--- WORKING DATA Enclosed Below ---

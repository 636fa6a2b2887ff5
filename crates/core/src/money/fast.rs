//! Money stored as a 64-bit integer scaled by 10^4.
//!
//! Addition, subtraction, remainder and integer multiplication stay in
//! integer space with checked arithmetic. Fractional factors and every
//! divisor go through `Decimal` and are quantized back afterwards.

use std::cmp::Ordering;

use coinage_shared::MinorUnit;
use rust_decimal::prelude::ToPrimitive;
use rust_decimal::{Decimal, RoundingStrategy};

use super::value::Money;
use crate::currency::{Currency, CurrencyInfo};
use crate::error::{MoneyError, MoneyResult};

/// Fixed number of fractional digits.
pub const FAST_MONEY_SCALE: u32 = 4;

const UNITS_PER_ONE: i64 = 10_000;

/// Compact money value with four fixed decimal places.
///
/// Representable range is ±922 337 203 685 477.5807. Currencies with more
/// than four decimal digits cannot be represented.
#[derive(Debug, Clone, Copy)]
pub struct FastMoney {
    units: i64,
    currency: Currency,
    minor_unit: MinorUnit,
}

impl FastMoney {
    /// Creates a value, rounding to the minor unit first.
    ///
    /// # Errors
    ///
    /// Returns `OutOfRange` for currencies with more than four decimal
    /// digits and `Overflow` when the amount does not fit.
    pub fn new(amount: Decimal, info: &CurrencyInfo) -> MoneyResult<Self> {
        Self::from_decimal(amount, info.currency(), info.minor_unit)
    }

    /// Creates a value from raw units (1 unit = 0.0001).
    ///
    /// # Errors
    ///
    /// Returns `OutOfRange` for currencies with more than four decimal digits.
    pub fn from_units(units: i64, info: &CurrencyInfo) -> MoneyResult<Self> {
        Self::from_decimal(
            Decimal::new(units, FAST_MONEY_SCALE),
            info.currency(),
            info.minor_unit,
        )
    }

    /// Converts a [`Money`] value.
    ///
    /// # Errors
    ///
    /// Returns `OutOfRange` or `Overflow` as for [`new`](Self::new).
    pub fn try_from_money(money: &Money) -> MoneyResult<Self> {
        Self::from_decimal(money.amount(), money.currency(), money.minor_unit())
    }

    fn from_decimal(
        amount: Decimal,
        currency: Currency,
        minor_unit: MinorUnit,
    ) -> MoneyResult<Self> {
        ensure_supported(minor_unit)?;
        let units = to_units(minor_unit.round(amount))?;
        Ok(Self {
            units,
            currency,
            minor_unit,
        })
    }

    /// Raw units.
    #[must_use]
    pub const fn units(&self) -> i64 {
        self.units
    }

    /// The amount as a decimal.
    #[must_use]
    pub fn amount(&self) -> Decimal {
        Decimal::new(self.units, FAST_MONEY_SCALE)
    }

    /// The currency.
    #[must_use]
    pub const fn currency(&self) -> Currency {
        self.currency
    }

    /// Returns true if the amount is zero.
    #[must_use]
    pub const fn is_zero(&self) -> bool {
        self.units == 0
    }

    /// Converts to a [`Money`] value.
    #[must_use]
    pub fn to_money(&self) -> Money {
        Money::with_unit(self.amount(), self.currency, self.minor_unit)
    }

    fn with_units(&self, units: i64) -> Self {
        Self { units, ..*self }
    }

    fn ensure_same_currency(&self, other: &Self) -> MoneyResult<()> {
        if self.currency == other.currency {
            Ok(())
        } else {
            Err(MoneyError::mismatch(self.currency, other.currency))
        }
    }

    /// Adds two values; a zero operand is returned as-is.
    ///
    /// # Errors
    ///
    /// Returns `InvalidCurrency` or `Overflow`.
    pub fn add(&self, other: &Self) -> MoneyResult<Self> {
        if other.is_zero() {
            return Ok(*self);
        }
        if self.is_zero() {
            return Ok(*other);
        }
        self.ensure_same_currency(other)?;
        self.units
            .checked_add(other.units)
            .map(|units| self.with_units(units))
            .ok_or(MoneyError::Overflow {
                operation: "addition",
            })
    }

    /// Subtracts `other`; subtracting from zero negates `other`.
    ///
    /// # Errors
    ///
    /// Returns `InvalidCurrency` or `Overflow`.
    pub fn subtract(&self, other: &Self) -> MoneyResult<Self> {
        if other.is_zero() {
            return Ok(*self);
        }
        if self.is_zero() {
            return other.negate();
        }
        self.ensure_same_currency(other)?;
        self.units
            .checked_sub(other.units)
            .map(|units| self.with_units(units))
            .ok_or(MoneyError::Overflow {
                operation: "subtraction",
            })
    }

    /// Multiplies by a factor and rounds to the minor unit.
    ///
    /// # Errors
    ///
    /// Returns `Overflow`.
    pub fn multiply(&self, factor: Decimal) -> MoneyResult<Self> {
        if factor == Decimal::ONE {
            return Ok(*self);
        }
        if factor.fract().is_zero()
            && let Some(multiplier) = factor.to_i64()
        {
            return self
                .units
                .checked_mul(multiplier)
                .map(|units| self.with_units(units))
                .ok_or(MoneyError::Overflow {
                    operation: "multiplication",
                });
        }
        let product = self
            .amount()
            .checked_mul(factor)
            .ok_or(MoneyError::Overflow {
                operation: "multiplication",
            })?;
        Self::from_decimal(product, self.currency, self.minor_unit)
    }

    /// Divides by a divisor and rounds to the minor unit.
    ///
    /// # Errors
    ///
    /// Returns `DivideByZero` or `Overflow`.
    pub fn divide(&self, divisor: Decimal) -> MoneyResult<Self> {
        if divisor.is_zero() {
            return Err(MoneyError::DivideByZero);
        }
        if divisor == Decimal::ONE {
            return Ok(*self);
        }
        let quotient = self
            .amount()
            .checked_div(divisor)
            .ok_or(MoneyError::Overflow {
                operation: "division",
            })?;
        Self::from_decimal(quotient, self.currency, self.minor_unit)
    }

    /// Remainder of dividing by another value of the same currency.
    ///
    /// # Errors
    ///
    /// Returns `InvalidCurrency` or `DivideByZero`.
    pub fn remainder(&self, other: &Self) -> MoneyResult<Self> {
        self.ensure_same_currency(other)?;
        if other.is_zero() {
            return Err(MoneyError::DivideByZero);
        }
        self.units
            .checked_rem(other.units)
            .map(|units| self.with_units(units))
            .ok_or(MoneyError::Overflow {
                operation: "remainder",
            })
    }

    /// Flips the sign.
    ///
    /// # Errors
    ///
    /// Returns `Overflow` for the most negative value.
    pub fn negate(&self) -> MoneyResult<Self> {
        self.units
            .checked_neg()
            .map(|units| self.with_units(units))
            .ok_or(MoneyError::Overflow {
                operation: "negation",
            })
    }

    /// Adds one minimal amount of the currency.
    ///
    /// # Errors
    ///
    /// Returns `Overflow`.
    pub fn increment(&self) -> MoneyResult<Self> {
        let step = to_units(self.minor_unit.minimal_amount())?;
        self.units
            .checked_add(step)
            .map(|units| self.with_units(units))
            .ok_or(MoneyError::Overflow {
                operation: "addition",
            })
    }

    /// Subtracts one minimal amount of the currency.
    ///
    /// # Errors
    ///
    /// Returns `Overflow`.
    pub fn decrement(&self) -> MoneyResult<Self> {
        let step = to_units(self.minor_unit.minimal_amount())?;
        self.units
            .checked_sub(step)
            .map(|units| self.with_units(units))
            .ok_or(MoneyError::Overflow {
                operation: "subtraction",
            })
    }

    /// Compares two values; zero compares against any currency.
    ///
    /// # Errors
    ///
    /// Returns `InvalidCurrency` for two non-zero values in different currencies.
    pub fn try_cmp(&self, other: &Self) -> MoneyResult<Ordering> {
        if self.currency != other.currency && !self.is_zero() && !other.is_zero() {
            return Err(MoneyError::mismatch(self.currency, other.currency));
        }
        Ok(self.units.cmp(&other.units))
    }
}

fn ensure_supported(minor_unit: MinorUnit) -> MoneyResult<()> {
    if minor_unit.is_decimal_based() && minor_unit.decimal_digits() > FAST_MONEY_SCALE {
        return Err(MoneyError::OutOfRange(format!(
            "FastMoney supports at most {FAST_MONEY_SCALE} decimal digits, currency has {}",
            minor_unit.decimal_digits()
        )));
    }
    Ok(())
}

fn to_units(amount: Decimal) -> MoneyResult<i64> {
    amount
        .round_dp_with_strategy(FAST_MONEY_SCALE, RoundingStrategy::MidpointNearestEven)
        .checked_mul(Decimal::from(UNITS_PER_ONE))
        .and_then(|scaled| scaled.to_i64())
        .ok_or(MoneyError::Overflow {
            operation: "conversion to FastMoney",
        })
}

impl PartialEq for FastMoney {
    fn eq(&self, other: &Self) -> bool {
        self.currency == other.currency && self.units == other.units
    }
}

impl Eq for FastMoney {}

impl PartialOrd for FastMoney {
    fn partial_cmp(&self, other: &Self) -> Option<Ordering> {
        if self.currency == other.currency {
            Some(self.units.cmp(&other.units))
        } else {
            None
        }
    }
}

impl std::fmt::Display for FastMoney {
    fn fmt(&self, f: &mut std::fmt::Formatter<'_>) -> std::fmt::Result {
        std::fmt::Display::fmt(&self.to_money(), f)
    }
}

--- End of Enclosed WORKING DATA ---

▶ [PROBLEM TO WORK ON]:
Only the lines from the one containing "fn to_units(amount: Decimal)" through the last line of the records belong in the answer, each written out exactly.

▶ [REPLY]:
fn to_units(amount: Decimal) -> MoneyResult<i64> {
    amount
        .round_dp_with_strategy(FAST_MONEY_SCALE, RoundingStrategy::MidpointNearestEven)
        .checked_mul(Decimal::from(UNITS_PER_ONE))
        .and_then(|scaled| scaled.to_i64())
        .ok_or(MoneyError::Overflow {
            operation: "conversion to FastMoney",
        })
}

impl PartialEq for FastMoney {
    fn eq(&self, other: &Self) -> bool {
        self.currency == other.currency && self.units == other.units
    }
}

impl Eq for FastMoney {}

impl PartialOrd for FastMoney {
    fn partial_cmp(&self, other: &Self) -> Option<Ordering> {
        if self.currency == other.currency {
            Some(self.units.cmp(&other.units))
        } else {
            None
        }
    }
}

impl std::fmt::Display for FastMoney {
    fn fmt(&self, f: &mut std::fmt::Formatter<'_>) -> std::fmt::Result {
        std::fmt::Display::fmt(&self.to_money(), f)
    }
}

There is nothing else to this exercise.